In article <1240@accuvax.nwu.edu> sandell@ferret (Greg Sandell) writes:
>>In article <15170@netnews.upenn.edu> hardt@linc.cis.upenn.edu (Dan Hardt) writes:
>>>I'd like to know what programs exist that can
>>>infer the key and meter of a melody, just based
>>>on the pitch and duration information.  Does anyone
>>>know about programs that can do this?
>
>Now that some responses directly addressing Dan's question have come in, let
>me suggest an indirect method.  There have been several writings on meter in
>music that attempt to list exactly those features which instantiate this or
>that time signature.  This theoretical material can (and has, I think) become
>the basis for something more computational.  In particular I am thinking about
>A GENERATIVE THEORY OF TONAL MUSIC by Fred Lerdahl and Ray Jackendoff (MIT Press,
>1983).
[...] mechanisms from Gestalt psychology theory to define musical meter.  For example,
>given a recurring pattern of two beats and silence, where the silence is longer
>than the duration of time separating the onsets of the two beats, the second of
>the two beats tends to be heard as a strong beat, or, the first beat of a measure.

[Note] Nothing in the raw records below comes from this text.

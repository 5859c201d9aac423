// Copyright (c) 2025 Fabstir
// SPDX-License-Identifier: BUSL-1.1
//! Image loading and format detection for classification uploads

use image::{DynamicImage, ImageFormat};
use thiserror::Error;

/// Maximum accepted upload size (10MB)
const MAX_IMAGE_SIZE: usize = 10 * 1024 * 1024;

/// Custom error types for image processing
#[derive(Debug, Error)]
pub enum ImageError {
    #[error("Image data is too large: {0} bytes (max: {1} bytes)")]
    TooLarge(usize, usize),

    #[error("Unsupported image format")]
    UnsupportedFormat,

    #[error("Failed to decode image: {0}")]
    DecodeFailed(String),

    #[error("Image data is empty")]
    EmptyData,
}

/// Image information extracted during loading
#[derive(Debug, Clone)]
pub struct ImageInfo {
    /// Width in pixels
    pub width: u32,
    /// Height in pixels
    pub height: u32,
    /// Detected format
    pub format: ImageFormat,
    /// Size in bytes
    pub size_bytes: usize,
}

/// Decode raw image bytes from a multipart upload
///
/// # Arguments
/// * `bytes` - Raw image bytes
///
/// # Returns
/// * `Ok((DynamicImage, ImageInfo))` - The decoded image and metadata
/// * `Err(ImageError)` - If decoding fails
pub fn decode_image_bytes(bytes: &[u8]) -> Result<(DynamicImage, ImageInfo), ImageError> {
    if bytes.is_empty() {
        return Err(ImageError::EmptyData);
    }

    if bytes.len() > MAX_IMAGE_SIZE {
        return Err(ImageError::TooLarge(bytes.len(), MAX_IMAGE_SIZE));
    }

    // Detect format from magic bytes
    let format = detect_format(bytes)?;

    let img = image::load_from_memory_with_format(bytes, format)
        .map_err(|e| ImageError::DecodeFailed(e.to_string()))?;

    let info = ImageInfo {
        width: img.width(),
        height: img.height(),
        format,
        size_bytes: bytes.len(),
    };

    Ok((img, info))
}

/// Detect image format from magic bytes
///
/// # Arguments
/// * `bytes` - Raw image data
///
/// # Returns
/// * `Ok(ImageFormat)` - Detected format
/// * `Err(ImageError::UnsupportedFormat)` - If format cannot be detected
pub fn detect_format(bytes: &[u8]) -> Result<ImageFormat, ImageError> {
    if bytes.len() < 4 {
        return Err(ImageError::UnsupportedFormat);
    }

    match bytes {
        // PNG: 89 50 4E 47 (0x89 P N G)
        [0x89, 0x50, 0x4E, 0x47, ..] => Ok(ImageFormat::Png),

        // JPEG: FF D8 FF
        [0xFF, 0xD8, 0xFF, ..] => Ok(ImageFormat::Jpeg),

        // WebP: RIFF .... WEBP
        [0x52, 0x49, 0x46, 0x46, _, _, _, _, 0x57, 0x45, 0x42, 0x50, ..] => Ok(ImageFormat::WebP),

        // GIF: GIF87a or GIF89a
        [0x47, 0x49, 0x46, 0x38, x, ..] if *x == 0x37 || *x == 0x39 => Ok(ImageFormat::Gif),

        // BMP: BM
        [0x42, 0x4D, ..] => Ok(ImageFormat::Bmp),

        // TIFF: II (little-endian) or MM (big-endian)
        [0x49, 0x49, 0x2A, 0x00, ..] | [0x4D, 0x4D, 0x00, 0x2A, ..] => Ok(ImageFormat::Tiff),

        _ => Err(ImageError::UnsupportedFormat),
    }
}
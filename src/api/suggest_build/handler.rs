// Copyright (c) 2025 Fabstir
// SPDX-License-Identifier: BUSL-1.1
//! Suggest-build endpoint handler

use axum::{extract::State, Json};
use serde_json::Value;

use super::request::SuggestBuildRequest;
use crate::api::errors::ApiError;
use crate::api::http_server::AppState;
use crate::llm::{build_suggestion_prompt, SYSTEM_PROMPT};

/// POST /suggest-build - Proxy a build request to the completion API
///
/// Formats the build parameters into an instruction, forwards it to the
/// hosted model, and extracts the JSON object from the reply. Extraction
/// and parse failures are soft: they answer 200 with an `error` payload
/// carrying the raw model output. Only transport/API failures surface as
/// HTTP errors.
pub async fn suggest_build_handler(
    State(state): State<AppState>,
    Json(request): Json<SuggestBuildRequest>,
) -> Result<Json<Value>, ApiError> {
    let prompt = build_suggestion_prompt(
        request.layout.as_deref(),
        request.switch_type.as_deref(),
        request.sound_profile.as_deref(),
        request.budget.as_deref(),
    );

    let raw = state
        .llm
        .chat_completion(SYSTEM_PROMPT, &prompt)
        .await
        .map_err(|e| ApiError::UpstreamError(e.to_string()))?;

    tracing::debug!("Model reply ({} bytes)", raw.len());

    Ok(Json(state.extractor.extract_to_response(&raw)))
}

One simple simple musical example that directly contradicts the
above is the typical 'sarabande' where the first beat of the meter
is the shorter of the two stresses that are felt behind the 3/4 or
3/2 meter of that dance, the second being twice as long.  (Half + whole in 3/2.)

>If the silence is roughly twice as long as the inter-onset time, then 3/4 meter
>will be perceived.

(Maybe it would be a slow 3/8 or a fast 3/2?)

>Of course, competing musical elements could contradict that
>and create a different meter, but all things being equal, 3/4 time will be heard.

But competing musical elements are as often the norm as they are
the exception.  The process would have a difficult time (pardon
the pun :-)) with even such familiar examples as Schumann's
"Traumerei" or Beethoven's Piano Sonata #5 in C-minor (Op. 10, #1).
Just the opening measures of either of these would give such a
program fits, even if played 'squarely.'
  I suspect the "Traumerei" would be recognized as a 5/4 bar with an
anacrusis followed by a 3/4 bar then followed by 4/4.  The
'strong' accents (thinking only metrically, even) do not
necessarily fall on the first pulse of any given measure.
  Most of Brahms' works in 3/4 have significant passages which
contradict the 'tyranny of the bar-line' ("How Lovely Is..." from
his Requiem, the "They praise Thee..." passages; a great deal of
the piano music in 3/4 frequently include significant passages
which 'go against' the meter.

>Of course, real music is more complicated than this simple example, but the book
>also describes more complicated conditions.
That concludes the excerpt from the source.